### [YOUR INSTRUCTIONS]
What lines in the entries below contain the word "data"? Copy all of them.

Records excerpted from a collection
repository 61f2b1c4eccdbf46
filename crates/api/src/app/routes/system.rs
use axum::http::StatusCode;

pub async fn health() -> StatusCode {
    StatusCode::OK
}
#[tokio::test]
async fn account_holder_can_rename_themselves() {
    let srv = TestServer::spawn().await;
    let client = reqwest::Client::new();
    let (_, token) = provision(&srv, &client, "rename@atlas.ma").await;

    let res = client
        .patch(srv.url("/me"))
        .bearer_auth(&token)
        .json(&json!({ "name": "  Yasmine Alaoui Bennani " }))
        .send()
        .await
        .unwrap();
    assert_eq!(res.status(), StatusCode::OK);
    let renamed: Value = res.json().await.unwrap();
    assert_eq!(renamed["name"], "Yasmine Alaoui Bennani");
    assert_eq!(renamed["credits"], 5);

    let me: Value = client
        .get(srv.url("/me"))
        .bearer_auth(&token)
        .send()
        .await
        .unwrap()
        .json()
        .await
        .unwrap();
    assert_eq!(me["name"], "Yasmine Alaoui Bennani");
    assert_eq!(me["settings"]["name"], "Atlas Conseil");

    let res = client
        .patch(srv.url("/me"))
        .bearer_auth(&token)
        .json(&json!({ "name": "   " }))
        .send()
        .await
        .unwrap();
    assert_eq!(res.status(), StatusCode::UNPROCESSABLE_ENTITY);
}

#[tokio::test]
async fn invoice_create_prices_server_side_and_consumes_a_credit() {
    let srv = TestServer::spawn().await;
    let client = reqwest::Client::new();
    let (_, token) = provision(&srv, &client, "owner@atlas.ma").await;
    let client_id = create_client(&srv, &client, &token).await;

    let mut body = invoice_body("INV-2026-001", &client_id);
    // Submitted totals are ignored.
    body["total"] = json!("1");

    let res = client
        .post(srv.url("/invoices"))
        .bearer_auth(&token)
        .json(&body)
        .send()
        .await
        .unwrap();
    assert_eq!(res.status(), StatusCode::CREATED);
    let receipt: Value = res.json().await.unwrap();
    assert_eq!(receipt["charged"], true);
    assert_eq!(receipt["creditsRemaining"], 4);
    assert_eq!(money(&receipt["invoice"]["subTotal"]), Decimal::from(250));
    assert_eq!(money(&receipt["invoice"]["taxAmount"]), Decimal::from(40));
    assert_eq!(money(&receipt["invoice"]["total"]), Decimal::from(290));
    assert_eq!(receipt["invoice"]["editCount"], 0);

    // Same number again → 409, credits untouched.
    let res = client
        .post(srv.url("/invoices"))
        .bearer_auth(&token)
        .json(&invoice_body("INV-2026-001", &client_id))
        .send()
        .await
        .unwrap();
    assert_eq!(res.status(), StatusCode::CONFLICT);
    let err: Value = res.json().await.unwrap();
    assert_eq!(err["error"], "duplicate_invoice_number");

    let me: Value = client
        .get(srv.url("/me"))
        .bearer_auth(&token)
        .send()
        .await
        .unwrap()
        .json()
        .await
        .unwrap();
    assert_eq!(me["credits"], 4);
}

#[tokio::test]
async fn edits_are_free_once_then_charged_and_refused_at_zero_credits() {
    let srv = TestServer::spawn().await;
    let client = reqwest::Client::new();
    let admin = admin_token();

    // Registration seeds exactly one credit.
    let res = client
        .put(srv.url("/admin/settings/general"))
        .bearer_auth(&admin)
        .json(&json!({
            "registration": { "allowRegistration": true, "initialCredits": 1 },
            "defaultInvoice": { "currency": "MAD", "taxRate": "20" }
        }))
        .send()
        .await
        .unwrap();
    assert_eq!(res.status(), StatusCode::OK);

    let (account_id, token) = provision(&srv, &client, "edits@atlas.ma").await;
    let client_id = create_client(&srv, &client, &token).await;

    let res = client
        .post(srv.url("/invoices"))
        .bearer_auth(&token)
        .json(&invoice_body("INV-2026-001", &client_id))
        .send()
        .await
        .unwrap();
    assert_eq!(res.status(), StatusCode::CREATED);
    let created: Value = res.json().await.unwrap();
    let invoice_id = created["invoice"]["id"].as_str().unwrap().to_string();
    assert_eq!(created["creditsRemaining"], 0);

    // First edit is free even at zero credits.
    let res = client
        .put(srv.url(&format!("/invoices/{invoice_id}")))
        .bearer_auth(&token)
        .json(&invoice_body("INV-2026-001", &client_id))
        .send()
        .await
        .unwrap();
    assert_eq!(res.status(), StatusCode::OK);
    let edited: Value = res.json().await.unwrap();
    assert_eq!(edited["charged"], false);
    assert_eq!(edited["invoice"]["editCount"], 1);

    // Second edit needs a credit.
    let res = client
        .put(srv.url(&format!("/invoices/{invoice_id}")))
        .bearer_auth(&token)
        .json(&invoice_body("INV-2026-001", &client_id))
        .send()
        .await
        .unwrap();
    assert_eq!(res.status(), StatusCode::FORBIDDEN);
    let err: Value = res.json().await.unwrap();
    assert_eq!(err["error"], "insufficient_credits");

    let res = client
        .post(srv.url(&format!("/admin/accounts/{account_id}/credits")))
        .bearer_auth(&admin)
        .json(&json!({ "amount": 2 }))
        .send()
        .await
        .unwrap();
    assert_eq!(res.status(), StatusCode::OK);

    let res = client
        .put(srv.url(&format!("/invoices/{invoice_id}")))
        .bearer_auth(&token)
        .json(&invoice_body("INV-2026-001", &client_id))
        .send()
        .await
        .unwrap();
    assert_eq!(res.status(), StatusCode::OK);
    let edited: Value = res.json().await.unwrap();
    assert_eq!(edited["charged"], true);
    assert_eq!(edited["creditsRemaining"], 1);
    assert_eq!(edited["invoice"]["editCount"], 2);
}

#[tokio::test]
async fn accounts_cannot_see_each_others_records() {
    let srv = TestServer::spawn().await;
    let client = reqwest::Client::new();
    let (_, owner) = provision(&srv, &client, "a@atlas.ma").await;
    let (_, other) = provision(&srv, &client, "b@atlas.ma").await;
    let client_id = create_client(&srv, &client, &owner).await;

    let res = client
        .get(srv.url(&format!("/clients/{client_id}")))
        .bearer_auth(&other)
        .send()
        .await
        .unwrap();
    assert_eq!(res.status(), StatusCode::NOT_FOUND);

    // Invoicing another account's client is a 404 too.
    let res = client
        .post(srv.url("/invoices"))
        .bearer_auth(&other)
        .json(&invoice_body("INV-2026-001", &client_id))
        .send()
        .await
        .unwrap();
    assert_eq!(res.status(), StatusCode::NOT_FOUND);
}

#[tokio::test]
async fn malformed_ids_and_invalid_settings_are_422() {
    let srv = TestServer::spawn().await;
    let client = reqwest::Client::new();
    let (_, token) = provision(&srv, &client, "ids@atlas.ma").await;

    let res = client
        .get(srv.url("/invoices/not-a-uuid"))
        .bearer_auth(&token)
        .send()
        .await
        .unwrap();
    assert_eq!(res.status(), StatusCode::UNPROCESSABLE_ENTITY);

    let res = client
        .patch(srv.url("/settings"))
        .bearer_auth(&token)
        .json(&json!({ "defaultTaxRate": "120" }))
        .send()
        .await
        .unwrap();
    assert_eq!(res.status(), StatusCode::UNPROCESSABLE_ENTITY);
    let err: Value = res.json().await.unwrap();
    assert_eq!(err["error"], "validation_error");
}

#[tokio::test]
async fn oversized_invoice_line_is_422_and_server_keeps_serving() {
    let srv = TestServer::spawn().await;
    let client = reqwest::Client::new();
    let (_, token) = provision(&srv, &client, "huge@atlas.ma").await;
    let client_id = create_client(&srv, &client, &token).await;

    let mut body = invoice_body("INV-HUGE", &client_id);
    body["items"][0]["quantity"] = json!("100000000000000000000");
    body["items"][0]["unitPrice"] = json!("100000000000000000000");
    let res = client
        .post(srv.url("/invoices"))
        .bearer_auth(&token)
        .json(&body)
        .send()
        .await
        .unwrap();
    assert_eq!(res.status(), StatusCode::UNPROCESSABLE_ENTITY);

    let res = client.get(srv.url("/clients")).bearer_auth(&token).send().await.unwrap();
    assert_eq!(res.status(), StatusCode::OK);
    let me: Value = client
        .get(srv.url("/me"))
        .bearer_auth(&token)
        .send()
        .await
        .unwrap()
        .json()
        .await
        .unwrap();
    assert_eq!(me["credits"], 5);
}

#[tokio::test]
async fn settings_patch_and_next_number() {
    let srv = TestServer::spawn().await;
    let client = reqwest::Client::new();
    let (_, token) = provision(&srv, &client, "num@atlas.ma").await;

    let res = client
        .patch(srv.url("/settings"))
        .bearer_auth(&token)
        .json(&json!({ "invoiceNumberPrefix": "FAC-" }))
        .send()
        .await
        .unwrap();
    assert_eq!(res.status(), StatusCode::OK);
    let settings: Value = res.json().await.unwrap();
    assert_eq!(settings["invoiceNumberPrefix"], "FAC-");
    assert_eq!(settings["name"], "Atlas Conseil");

    let client_id = create_client(&srv, &client, &token).await;
    let res = client
        .post(srv.url("/invoices"))
        .bearer_auth(&token)
        .json(&invoice_body("FAC-001", &client_id))
        .send()
        .await
        .unwrap();
    assert_eq!(res.status(), StatusCode::CREATED);

    let next: Value = client
        .get(srv.url("/invoices/next-number"))
        .bearer_auth(&token)
        .send()
        .await
        .unwrap()
        .json()
        .await
        .unwrap();
    assert_eq!(next["invoiceNumber"], "FAC-002");
}

#[tokio::test]
async fn deleting_a_client_removes_its_invoices() {
    let srv = TestServer::spawn().await;
    let client = reqwest::Client::new();
    let (_, token) = provision(&srv, &client, "cascade@atlas.ma").await;
    let client_id = create_client(&srv, &client, &token).await;

    let res = client
        .post(srv.url("/invoices"))
        .bearer_auth(&token)
        .json(&invoice_body("INV-2026-001", &client_id))
        .send()
        .await
        .unwrap();
    assert_eq!(res.status(), StatusCode::CREATED);

    let res = client
        .delete(srv.url(&format!("/clients/{client_id}")))
        .bearer_auth(&token)
        .send()
        .await
        .unwrap();
    assert_eq!(res.status(), StatusCode::NO_CONTENT);

    let data: Value = client
        .get(srv.url("/data/initial"))
        .bearer_auth(&token)
        .send()
        .await
        .unwrap()
        .json()
        .await
        .unwrap();
    assert_eq!(data["clients"].as_array().unwrap().len(), 0);
    assert_eq!(data["invoices"].as_array().unwrap().len(), 0);
}

#[tokio::test]
async fn reports_cover_tva_and_forecast() {
    let srv = TestServer::spawn().await;
    let client = reqwest::Client::new();
    let (_, token) = provision(&srv, &client, "reports@atlas.ma").await;
    let client_id = create_client(&srv, &client, &token).await;

    let due = (Utc::now().date_naive() + ChronoDuration::days(5)).to_string();
    let mut body = invoice_body("INV-2026-001", &client_id);
    body["dueDate"] = json!(due);
    let res = client
        .post(srv.url("/invoices"))
        .bearer_auth(&token)
        .json(&body)
        .send()
        .await
        .unwrap();
    assert_eq!(res.status(), StatusCode::CREATED);

    let tva: Value = client
        .get(srv.url("/reports/tva?start=2026-03-01&end=2026-03-31"))
        .bearer_auth(&token)
        .send()
        .await
        .unwrap()
        .json()
        .await
        .unwrap();
    assert_eq!(money(&tva["invoicedTax"]), Decimal::from(40));
    assert_eq!(money(&tva["collectedTax"]), Decimal::from(0));
    assert_eq!(tva["sales"].as_array().unwrap().len(), 1);

    let res = client
        .get(srv.url("/reports/tva?start=2026-04-01&end=2026-03-01"))
        .bearer_auth(&token)
        .send()
        .await
        .unwrap();
    assert_eq!(res.status(), StatusCode::UNPROCESSABLE_ENTITY);

    let forecast: Value = client
        .get(srv.url("/reports/cash-flow?days=7"))
        .bearer_auth(&token)
        .send()
        .await
        .unwrap()
        .json()
        .await
        .unwrap();
    let days = forecast["days"].as_array().unwrap();
    assert_eq!(days.len(), 7);
    assert_eq!(money(&days[5]["total"]), Decimal::from(290));
    assert_eq!(money(&days[0]["total"]), Decimal::from(0));
}

#[tokio::test]
async fn portal_is_public_and_shows_company_settings() {
    let srv = TestServer::spawn().await;
    let client = reqwest::Client::new();
    let (_, token) = provision(&srv, &client, "portal@atlas.ma").await;
    let client_id = create_client(&srv, &client, &token).await;

    let res = client
        .get(srv.url(&format!("/portal/clients/{client_id}")))
        .send()
        .await
        .unwrap();
    assert_eq!(res.status(), StatusCode::OK);
    let portal: Value = res.json().await.unwrap();
    assert_eq!(portal["client"]["name"], "Riad Menara");
    assert_eq!(portal["settings"]["name"], "Atlas Conseil");
}
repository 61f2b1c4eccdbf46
/// Placeholder replaced by the current year in invoice number prefixes.
pub const YEAR_PLACEHOLDER: &str = "{YEAR}";

/// Suggest the next invoice number: the account prefix with `{YEAR}`
/// substituted, followed by `existing_count + 1` padded to three digits.
pub fn next_invoice_number(prefix: &str, year: i32, existing_count: usize) -> String {
    let prefix = prefix.replace(YEAR_PLACEHOLDER, &year.to_string());
    format!("{prefix}{:03}", existing_count + 1)
}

### [RESPONSE TO THIS TASK]
    let data: Value = client
        .get(srv.url("/data/initial"))
    assert_eq!(data["clients"].as_array().unwrap().len(), 0);
    assert_eq!(data["invoices"].as_array().unwrap().len(), 0);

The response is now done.